Tel est le cas en l'espèce puisque les actes contestés ne conféraient à M. [E] [D] que le pouvoir de représenter les mandants pour assister à une assemblée générale, prendre part aux délibérations et effectuer les formalités y afférentes.

Ils ne lui conféraient en aucun cas le pouvoir de conclure un acte de cession qui constitue un acte de disposition nécessitant l'établissement d'un pouvoir spécial.

Il n'est par ailleurs justifié d'aucun acte portant, de manière non équivoque, ratification de ces cessions par [B] et [A] [D] et renonciation à se prévaloir de leur nullité.

Il sera relevé à cet égard qu'il ressort des motifs de l'ordonnance de non-lieu du 29 juin 2022 que l'hôtel restaurant était en réalité géré par M. [E] [D] qui ne pouvait être gérant de droit puisqu'il faisait l'objet d'une interdiction de gérer, et non par Mme [B] [D] qui n'était qu'une gérante de paille.

Les actes établis au nom de [B] et [A] [D] et signé par un tiers non muni d'un pouvoir de représentation et dont l'intervention n'est même pas mentionnée aux actes seront déclarés nuls au visa des articles 1108 ancien et 1184 du code civil, sans qu'il y ait lieu de recourir à une vérification d'écriture.

La société Lou Prévost n'est par conséquent pas fondée à reprocher un dol aux cédants, qui n'étaient pas valablement représentés aux actes de cession.

La clôture pour insuffisance d'actif de la liquidation judiciaire de la société Lisem rend impossible la restitution par la société Lou Prévost des parts sociales et du compte courant d'associé cédés, qui n'ont plus d'existence. Aucune demande n'est d'ailleurs formulée à ce titre par les consorts [D].

En l'absence de restitution, la société Lou Prévost ne peut cependant solliciter aucun remboursement des cédants au titre de dépenses prétendument engagées pour la conservation de la chose.

La société Lou Prévost sollicite la restitution des sommes prétendument perçues par M. [A] [D] et Mme [B] [D] au titre du prix de cession des parts sociales et du compte courant d'associé.

La société cessionnaire, qui a imprudemment établi des chèques au nom de '[D]' sans indication du prénom, qu'elle prétend avoir remis à M. [E] [D], lequel ne disposait d'aucun pouvoir à cet effet, puis remis à ce dernier, à sa demande et en toute illégalité, une somme en espèce de 16000 euros, ne démontre aucunement que ces chèques et espèces auraient été remis aux cédants désignés à l'acte et encaissés par ces derniers.

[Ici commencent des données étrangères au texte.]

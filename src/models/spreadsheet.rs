use serde::{Deserialize, Serialize};
use std::fmt;
use std::path::Path;

pub const XLS_MEDIA_TYPE: &str = "application/vnd.ms-excel";
pub const XLSX_MEDIA_TYPE: &str =
    "application/vnd.openxmlformats-officedocument.spreadsheetml.sheet";

/// A file chosen for bulk import, held in memory so a failed upload can be
/// retried without choosing it again.
#[derive(Debug, Clone, PartialEq, Eq)]
pub struct SpreadsheetFile {
    pub name: String,
    pub media_type: Option<String>,
    pub contents: Vec<u8>,
}

impl SpreadsheetFile {
    pub fn new(name: impl Into<String>, media_type: Option<String>, contents: Vec<u8>) -> Self {
        Self {
            name: name.into(),
            media_type,
            contents,
        }
    }

    /// Reads a file from disk, inferring the media type from its extension.
    pub fn from_path(path: &Path) -> std::io::Result<Self> {
        let contents = std::fs::read(path)?;
        let name = path
            .file_name()
            .map(|n| n.to_string_lossy().into_owned())
            .unwrap_or_else(|| path.display().to_string());
        let media_type = media_type_for(&name).map(str::to_string);
        Ok(Self::new(name, media_type, contents))
    }

    /// Whether the declared media type or the name marks this as `.xls`/`.xlsx`.
    pub fn is_spreadsheet(&self) -> bool {
        let declared = matches!(
            self.media_type.as_deref(),
            Some(XLS_MEDIA_TYPE) | Some(XLSX_MEDIA_TYPE)
        );
        declared || media_type_for(&self.name).is_some()
    }

    pub fn size_kb(&self) -> f64 {
        self.contents.len() as f64 / 1024.0
    }
}

fn media_type_for(name: &str) -> Option<&'static str> {
    let lower = name.to_ascii_lowercase();
    if lower.ends_with(".xlsx") {
        Some(XLSX_MEDIA_TYPE)
    } else if lower.ends_with(".xls") {
        Some(XLS_MEDIA_TYPE)
    } else {
        None
    }
}

/// Counts reported by the authority after a bulk import.
#[derive(Debug, Clone, Copy, Default, PartialEq, Eq, Serialize, Deserialize)]
#[serde(rename_all = "camelCase", default)]
pub struct ImportStats {
    pub categories_processed: u64,
    pub items_processed: u64,
}

impl fmt::Display for ImportStats {
    fn fmt(&self, f: &mut fmt::Formatter<'_>) -> fmt::Result {
        write!(
            f,
            "{} categories, {} items added",
            self.categories_processed, self.items_processed
        )
    }
}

M. [A] [D] et Mme [B] [D], qui n'étaient pas valablement représentés aux actes de cession et auxquels la société Lou Prévost n'a remis aucun paiement, ne peuvent être tenus à aucune restitution.

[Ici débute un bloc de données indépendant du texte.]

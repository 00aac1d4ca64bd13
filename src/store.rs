//! The working copy of the catalogue and every operation that changes it.
//!
//! [`CatalogueStore`] owns the snapshot and the busy flag. Each remote
//! operation takes the flag through a [`BusyGuard`] for its whole duration,
//! so at most one request is in flight and a second caller is refused
//! without touching the network. The guard releases the flag on every exit
//! path, including errors.
//!
//! State is kept behind a plain mutex that is never held across an await:
//! a response is applied in one step once it has fully arrived.

use std::sync::atomic::{AtomicBool, Ordering};
use std::sync::{Arc, Mutex, MutexGuard, PoisonError};
use tracing::instrument;

use crate::confirm::{Confirmed, DeleteCategory, DeleteItems};
use crate::error::{CatalogueError, ValidationError};
use crate::models::{Category, Item, NewCategory};
use crate::remote::CatalogueRemote;
use crate::selection::Selection;

/// Everything the detail view renders: the snapshot, which category is
/// showing, and which of its items are marked.
#[derive(Debug, Clone, Default)]
pub struct CatalogueView {
    categories: Vec<Category>,
    active_tab: Option<String>,
    selection: Selection,
}

impl CatalogueView {
    pub fn categories(&self) -> &[Category] {
        &self.categories
    }

    pub fn active_tab(&self) -> Option<&str> {
        self.active_tab.as_deref()
    }

    pub fn active_category(&self) -> Option<&Category> {
        let tab = self.active_tab.as_deref()?;
        self.category(tab)
    }

    pub fn category(&self, name: &str) -> Option<&Category> {
        self.categories.iter().find(|c| c.name == name)
    }

    pub fn selection(&self) -> &Selection {
        &self.selection
    }

    /// Finds a category by the name the operator typed. An exact match wins;
    /// otherwise the first name equal ignoring ASCII case.
    pub fn find_category(&self, name: &str) -> Option<&Category> {
        let name = name.trim();
        self.category(name).or_else(|| {
            self.categories
                .iter()
                .find(|c| c.name.eq_ignore_ascii_case(name))
        })
    }

    fn first_name(&self) -> Option<String> {
        self.categories.first().map(|c| c.name.clone())
    }

    /// Points the view at `tab`. Changing category drops the selection.
    fn set_active_tab(&mut self, tab: Option<String>) {
        if self.active_tab != tab {
            self.selection.reset();
            self.active_tab = tab;
        }
    }

    fn replace_snapshot(&mut self, categories: Vec<Category>) {
        self.categories = categories;

        let still_there = self.active_category().is_some();
        if self.active_tab.is_none() || !still_there {
            let first = self.first_name();
            self.set_active_tab(first);
        }

        if let Some(active) = self.active_tab.as_deref() {
            if let Some(category) = self.categories.iter().find(|c| c.name == active) {
                self.selection.retain(|name| category.has_item(name));
            }
        }
    }

    fn remove_category(&mut self, name: &str) {
        self.categories.retain(|c| c.name != name);
        if self.active_tab.as_deref() == Some(name) {
            let first = self.first_name();
            self.set_active_tab(first);
        }
    }
}

fn check_item(view: &CatalogueView, name: &str) -> Result<(), ValidationError> {
    let category = view
        .active_category()
        .ok_or(ValidationError::NoActiveCategory)?;
    if !category.has_item(name) {
        return Err(ValidationError::ItemNotFound {
            category: category.name.clone(),
            item: name.to_string(),
        });
    }
    Ok(())
}

/// Holds the busy flag until dropped.
pub struct BusyGuard<'a> {
    flag: &'a AtomicBool,
}

impl<'a> BusyGuard<'a> {
    fn acquire(flag: &'a AtomicBool) -> Result<Self, CatalogueError> {
        flag.compare_exchange(false, true, Ordering::AcqRel, Ordering::Acquire)
            .map_err(|_| CatalogueError::Busy)?;
        Ok(Self { flag })
    }
}

impl Drop for BusyGuard<'_> {
    fn drop(&mut self) {
        self.flag.store(false, Ordering::Release);
    }
}

pub struct CatalogueStore {
    remote: Arc<dyn CatalogueRemote>,
    state: Mutex<CatalogueView>,
    busy: AtomicBool,
}

impl CatalogueStore {
    pub fn new(remote: Arc<dyn CatalogueRemote>) -> Self {
        Self {
            remote,
            state: Mutex::new(CatalogueView::default()),
            busy: AtomicBool::new(false),
        }
    }

    fn state(&self) -> MutexGuard<'_, CatalogueView> {
        self.state.lock().unwrap_or_else(PoisonError::into_inner)
    }

    pub(crate) fn remote(&self) -> &dyn CatalogueRemote {
        self.remote.as_ref()
    }

    pub fn is_busy(&self) -> bool {
        self.busy.load(Ordering::Acquire)
    }

    /// Claims the busy flag, refusing if another operation holds it.
    pub fn begin(&self) -> Result<BusyGuard<'_>, CatalogueError> {
        BusyGuard::acquire(&self.busy)
    }

    /// A copy of the current view for rendering.
    pub fn view(&self) -> CatalogueView {
        self.state().clone()
    }

    pub fn categories(&self) -> Vec<Category> {
        self.state().categories.clone()
    }

    pub fn active_tab(&self) -> Option<String> {
        self.state().active_tab.clone()
    }

    pub fn active_category(&self) -> Option<Category> {
        self.state().active_category().cloned()
    }

    pub fn selection(&self) -> Selection {
        self.state().selection.clone()
    }

    /// Switches the detail view to `name`.
    pub fn select_tab(&self, name: &str) -> Result<(), ValidationError> {
        let mut state = self.state();
        if state.category(name).is_none() {
            return Err(ValidationError::CategoryNotFound(name.to_string()));
        }
        state.set_active_tab(Some(name.to_string()));
        Ok(())
    }

    /// Flips edit mode for the active category and returns the new state.
    pub fn toggle_edit_mode(&self) -> bool {
        self.state().selection.toggle_edit_mode()
    }

    /// Marks or unmarks an item of the active category.
    pub fn toggle_item(&self, name: &str) -> Result<bool, ValidationError> {
        let mut state = self.state();
        check_item(&state, name)?;
        state.selection.toggle(name)
    }

    /// Marks every named item of the active category. Names already marked,
    /// or repeated, stay marked. Nothing changes if any name is unknown.
    pub fn mark_items<S: AsRef<str>>(&self, names: &[S]) -> Result<(), ValidationError> {
        let mut state = self.state();
        for name in names {
            check_item(&state, name.as_ref())?;
        }
        if !state.selection.is_editing() {
            return Err(ValidationError::EditModeOff);
        }
        for name in names {
            state.selection.mark(name.as_ref())?;
        }
        Ok(())
    }

    /// The deletion request for the current selection, ready for the
    /// confirmation gate.
    pub fn selected_for_deletion(&self) -> Result<DeleteItems, ValidationError> {
        let state = self.state();
        let category = state
            .active_tab
            .clone()
            .ok_or(ValidationError::NoActiveCategory)?;
        if state.selection.is_empty() {
            return Err(ValidationError::NothingSelected);
        }
        Ok(DeleteItems {
            category,
            items: state.selection.items(),
        })
    }

    /// Fetches the full catalogue and replaces the snapshot.
    #[instrument(skip_all)]
    pub async fn refresh(&self) -> Result<(), CatalogueError> {
        let guard = self.begin()?;
        self.refresh_held(&guard).await
    }

    /// Refresh for a caller that already holds the busy flag.
    pub(crate) async fn refresh_held(&self, _guard: &BusyGuard<'_>) -> Result<(), CatalogueError> {
        let categories = self.remote.list_categories().await?;
        tracing::debug!(count = categories.len(), "snapshot replaced");
        self.state().replace_snapshot(categories);
        Ok(())
    }

    /// Validates `name` and `rows`, then creates the category.
    pub async fn create_category(
        &self,
        name: &str,
        rows: &[Item],
    ) -> Result<Category, CatalogueError> {
        let request = NewCategory::validate(name, rows)?;
        self.create(request).await
    }

    #[instrument(skip_all, fields(name = %request.name))]
    pub async fn create(&self, request: NewCategory) -> Result<Category, CatalogueError> {
        let guard = self.begin()?;
        let created = self.remote.create_category(&request).await?;
        tracing::info!(id = %created.id, items = created.items.len(), "category created");

        if let Err(e) = self.refresh_held(&guard).await {
            tracing::warn!("refresh after create failed: {}", e);
        }
        self.state()
            .set_active_tab(Some(request.name.as_str().to_string()));
        Ok(created)
    }

    /// Deletes a confirmed category and drops it from the snapshot.
    #[instrument(skip_all, fields(name = %confirmed.request().name))]
    pub async fn delete_category(
        &self,
        confirmed: Confirmed<DeleteCategory>,
    ) -> Result<(), CatalogueError> {
        let request = confirmed.into_request();
        let _guard = self.begin()?;
        self.remote.delete_category(&request.name).await?;
        tracing::info!("category deleted");

        self.state().remove_category(&request.name);
        Ok(())
    }

    /// Deletes confirmed items, then re-syncs from the authority.
    #[instrument(skip_all, fields(category = %confirmed.request().category))]
    pub async fn delete_items(
        &self,
        confirmed: Confirmed<DeleteItems>,
    ) -> Result<(), CatalogueError> {
        let request = confirmed.into_request();
        if request.items.is_empty() {
            return Err(ValidationError::NothingSelected.into());
        }

        let guard = self.begin()?;
        self.remote
            .delete_items(&request.category, &request.items)
            .await?;
        tracing::info!(count = request.items.len(), "items deleted");

        self.state().selection.reset();
        if let Err(e) = self.refresh_held(&guard).await {
            tracing::warn!("refresh after item deletion failed: {}", e);
        }
        Ok(())
    }
}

La nullité des actes de cession pour un motif non imputable aux cédants conduit par ailleurs au rejet des demandes d'indemnisation formées par la société Lou Prévost à leur encontre.

Enfin, la nullité de l'acte de cession de créances conduit au rejet de la demande formée par la société Lou Prévost au titre de travaux mis à la charge de Mme [D] aux termes de cet acte.

Le jugement sera en conséquence infirmé sur ces points.

Sur les demandes formées par la société Lou Prévost contre MM [V] et [M] et la société Real Gestion :

MM [V] et [M] ainsi que la société Real Gestion sont mis en cause par la société Lou Prévost et les consorts [D], qui recherchent leur responsabilité en leur qualité de rédacteur des actes de cession du 21 mai 2013.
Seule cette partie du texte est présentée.